9.5 Wald test (General F)

The Wald test is used for simultaneous tests of \(Q\) variables in a model. This is used primarily in two situations:

  1. Testing if a categorical variable (with more than 2 levels) as a whole improves model fit
  2. Testing a linear combination of predictors (such as a differnece of differences). This topic is not discussed yet

Consider a model with \(P\) variables and you want to test if \(Q\) additional variables are useful.

  • \(H_{0}: Q\) additional variables are useless, i.e., their \(\beta\)’s all = 0
  • \(H_{A}: Q\) additional variables are useful to explain/predict \(Y\)

The traditional test statistic that we’ve seen since Intro stats is \(\frac{\hat{\theta}-\theta}{\sqrt{Var(\hat{\theta})}}\)

The Wald test generalizes this test any linear combination of predictors.

\[ (R\hat{\theta}_{n}-r)^{'}[R({\hat{V}}_{n}/n)R^{'}]^{-1} (R\hat{\theta}_{n}-r) \quad \xrightarrow{\mathcal{D}} \quad F(Q,n-P) \]

Where \(\mathbf{R}\) is the vector of coefficients for the \(\beta\), and \(\hat{V}_{n}\) is a consistent estimator of the covariance matrix. Instead of a normal distribution, this test statistic has an \(F\) distribution with \(Q\) and \(n-P\) degrees of freedom.

In the case where we’re testing \(\beta_{p}=\beta_{q}=...=0\), \(\mathbf{R}\) is all 1’s.

9.5.0.0.1 Example: Employment status on depression score

Consider a model to predict depression using age, employment status and whether or not the person was chronically ill in the past year as covariates. This example uses the cleaned depression data set.

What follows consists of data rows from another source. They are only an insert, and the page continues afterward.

use std::time::Duration;

use crossterm::event::{self, Event, KeyCode, KeyEventKind, KeyModifiers};
use ratatui::style::{Color, Modifier, Style};
use ratatui::text::Span;
use ratatui::Frame;

use crate::error::Result;
use crate::models::TransactionKind;

pub const HEADER_STYLE: Style = Style::new()
    .fg(Color::Cyan)
    .add_modifier(Modifier::BOLD);

pub const FOOTER_STYLE: Style = Style::new().fg(Color::DarkGray);

pub const AMOUNT_POS_STYLE: Style = Style::new().fg(Color::Rgb(80, 220, 100));
pub const AMOUNT_NEG_STYLE: Style = Style::new().fg(Color::Red);

pub const SELECTED_STYLE: Style = Style::new()
    .bg(Color::Rgb(40, 40, 60))
    .add_modifier(Modifier::BOLD);

pub const WARN_STYLE: Style = Style::new()
    .fg(Color::Yellow)
    .add_modifier(Modifier::BOLD);

pub const ERROR_STYLE: Style = Style::new()
    .fg(Color::Red)
    .add_modifier(Modifier::BOLD);

/// How often the event loop wakes up to check for background results.
const TICK_RATE: Duration = Duration::from_millis(100);

/// Colored amount text: red for purchases, green for sales.
pub fn amount_span(kind: TransactionKind, text: String) -> Span<'static> {
    let style = match kind {
        TransactionKind::Purchase => AMOUNT_NEG_STYLE,
        TransactionKind::Sale => AMOUNT_POS_STYLE,
    };
    Span::styled(text, style.add_modifier(Modifier::BOLD))
}

/// Wrap text to a given width. Returns (wrapped_string, line_count).
pub fn wrap_text(text: &str, width: usize) -> (String, u16) {
    if width == 0 {
        return (text.to_string(), 1);
    }
    let wrapped = textwrap::fill(text, width);
    let lines = wrapped.lines().count().max(1) as u16;
    (wrapped, lines)
}

// ---------------------------------------------------------------------------
// Screen infrastructure
// ---------------------------------------------------------------------------

pub enum ScreenAction {
    Continue,
    Close,
}

pub trait Screen {
    fn draw(&self, frame: &mut Frame);
    fn handle_key(&mut self, code: KeyCode) -> ScreenAction;
    /// Called on every loop iteration, with or without input.
    fn tick(&mut self) {}
}

/// Run an interactive ratatui screen. Sets up the terminal, event loop,
/// and panic hook, then restores the terminal on exit.
pub fn run_screen(screen: &mut dyn Screen) -> Result<()> {
    let hook = std::panic::take_hook();
    std::panic::set_hook(Box::new(move |info| {
        ratatui::restore();
        hook(info);
    }));

    let mut terminal = ratatui::init();

    let result: Result<()> = loop {
        screen.tick();
        if let Err(e) = terminal.draw(|frame| screen.draw(frame)) {
            break Err(e.into());
        }

        match event::poll(TICK_RATE) {
            Ok(true) => {}
            Ok(false) => continue,
            Err(e) => break Err(e.into()),
        }

        match event::read() {
            Err(e) => break Err(e.into()),
            Ok(Event::Key(key)) => {
                if key.kind != KeyEventKind::Press {
                    continue;
                }
                if key.modifiers.contains(KeyModifiers::CONTROL)
                    && key.code == KeyCode::Char('c')
                {
                    break Ok(());
                }
                match screen.handle_key(key.code) {
                    ScreenAction::Close => break Ok(()),
                    ScreenAction::Continue => {}
                }
            }
            _ => {}
        }
    };

    drop(terminal);
    ratatui::restore();
    result
}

  Estimate Std. Error t value Pr(>|t|)
(Intercept) 11.48 1.502 7.646 3.191e-13
age -0.133 0.03514 -3.785 0.0001873
chronill 2.688 1.024 2.625 0.009121
employHouseperson 6.75 1.797 3.757 0.0002083
employIn School 1.967 5.995 0.328 0.7431
employOther 4.897 4.278 1.145 0.2533
employPT 3.259 1.472 2.214 0.02765
employRetired 3.233 1.886 1.714 0.08756
employUnemp 7.632 2.339 3.263 0.001238
Fitting linear model: cesd ~ age + chronill + employ
Observations Residual Std. Error \(R^2\) Adjusted \(R^2\)
294 8.385 0.1217 0.09704

The results of this model show that age and chronic illness are statistically associated with CESD (each p<.006). However employment status shows mixed results. Some employment statuses are significantly different from the reference group, some are not. So overall, is employment status associated with depression?

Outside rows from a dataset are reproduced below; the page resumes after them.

use crate::error::{DashboardError, FailureKind};
use crate::models::DashboardStats;
use crate::selection::{Month, Selection};

/// Outcome of the most recent load attempt.
#[derive(Debug, Clone, PartialEq, Eq)]
pub enum LoadStatus {
    /// Nothing has completed yet; the default zero-valued stats are shown.
    Pending,
    Loaded,
    /// Transport failure or non-success status. Previous stats stay on screen.
    Unavailable { reason: String },
    /// The body did not decode into a valid payload.
    Rejected { reason: String },
}

pub enum Action {
    StatsLoaded(DashboardStats),
    LoadFailed(DashboardError),
    SelectMonth(Month),
    SelectYear(i32),
}

/// Single owner of everything the dashboard renders. Cards, list and chart are
/// projections of `stats`; only `StatsLoaded` replaces it.
#[derive(Debug, Clone)]
pub struct DashboardState {
    stats: DashboardStats,
    selection: Selection,
    status: LoadStatus,
}

impl DashboardState {
    pub fn new(selection: Selection) -> Self {
        Self {
            stats: DashboardStats::default(),
            selection,
            status: LoadStatus::Pending,
        }
    }

    pub fn stats(&self) -> &DashboardStats {
        &self.stats
    }

    pub fn selection(&self) -> &Selection {
        &self.selection
    }

    pub fn status(&self) -> &LoadStatus {
        &self.status
    }

    /// True when the last load failed, so what is shown is old or default data.
    pub fn is_stale(&self) -> bool {
        matches!(
            self.status,
            LoadStatus::Unavailable { .. } | LoadStatus::Rejected { .. }
        )
    }

    pub fn apply(&mut self, action: Action) {
        match action {
            Action::StatsLoaded(stats) => {
                tracing::info!(
                    transactions = stats.recent_transactions.len(),
                    periods = stats.chart_series.len(),
                    "dashboard stats loaded"
                );
                self.stats = stats;
                self.status = LoadStatus::Loaded;
            }
            Action::LoadFailed(err) => {
                tracing::warn!(error = %err, kind = ?err.kind(), "dashboard load failed");
                let reason = err.to_string();
                self.status = match err.kind() {
                    FailureKind::Malformed => LoadStatus::Rejected { reason },
                    FailureKind::Transport | FailureKind::Status | FailureKind::Other => {
                        LoadStatus::Unavailable { reason }
                    }
                };
            }
            Action::SelectMonth(month) => self.selection.set_month(month),
            Action::SelectYear(year) => {
                if !self.selection.set_year(year) {
                    tracing::debug!(year, "ignoring year outside the selectable window");
                }
            }
        }
    }
}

Recall that employment is a categorical variable, and all the coefficient estimates shown are the effect of being in that income category has on depression compared to being employed full time. For example, the coefficient for PT employment is greater than zero, so they have a higher CESD score compared to someone who is fully employed.

But what about employment status overall? Not all employment categories are significantly different from FT status. To test that employment status affects CESD we need to do a global test that all \(\beta\)’s related to employment status are 0.

\(H_{0}: \beta_{3} = \beta_{4} = \beta_{5} = \beta_{6} = \beta_{7} = \beta_{8} = 0\)
\(H_{A}\): At least one \(\beta_{j}\) is not 0.

The regTermTest function can be found in the survey package. The survey package has functions that tend to conflict with dplyr, so it is recommended that you don’t load the package entirely, and use :: notation to call the function directly.

  • Confirm that the degrees of freedom are correct. It should equal the # of categories in the variable you are testing, minus 1.
    • Employment has 7 levels, so \(df=6\).
    • Or equivalently, the degrees of freedom are the number of \(beta\)’s you are testing to be 0.

The p-value of this Wald test is significant, thus employment significantly predicts CESD score.

q What does the vector of coefficients \(R\) look like here?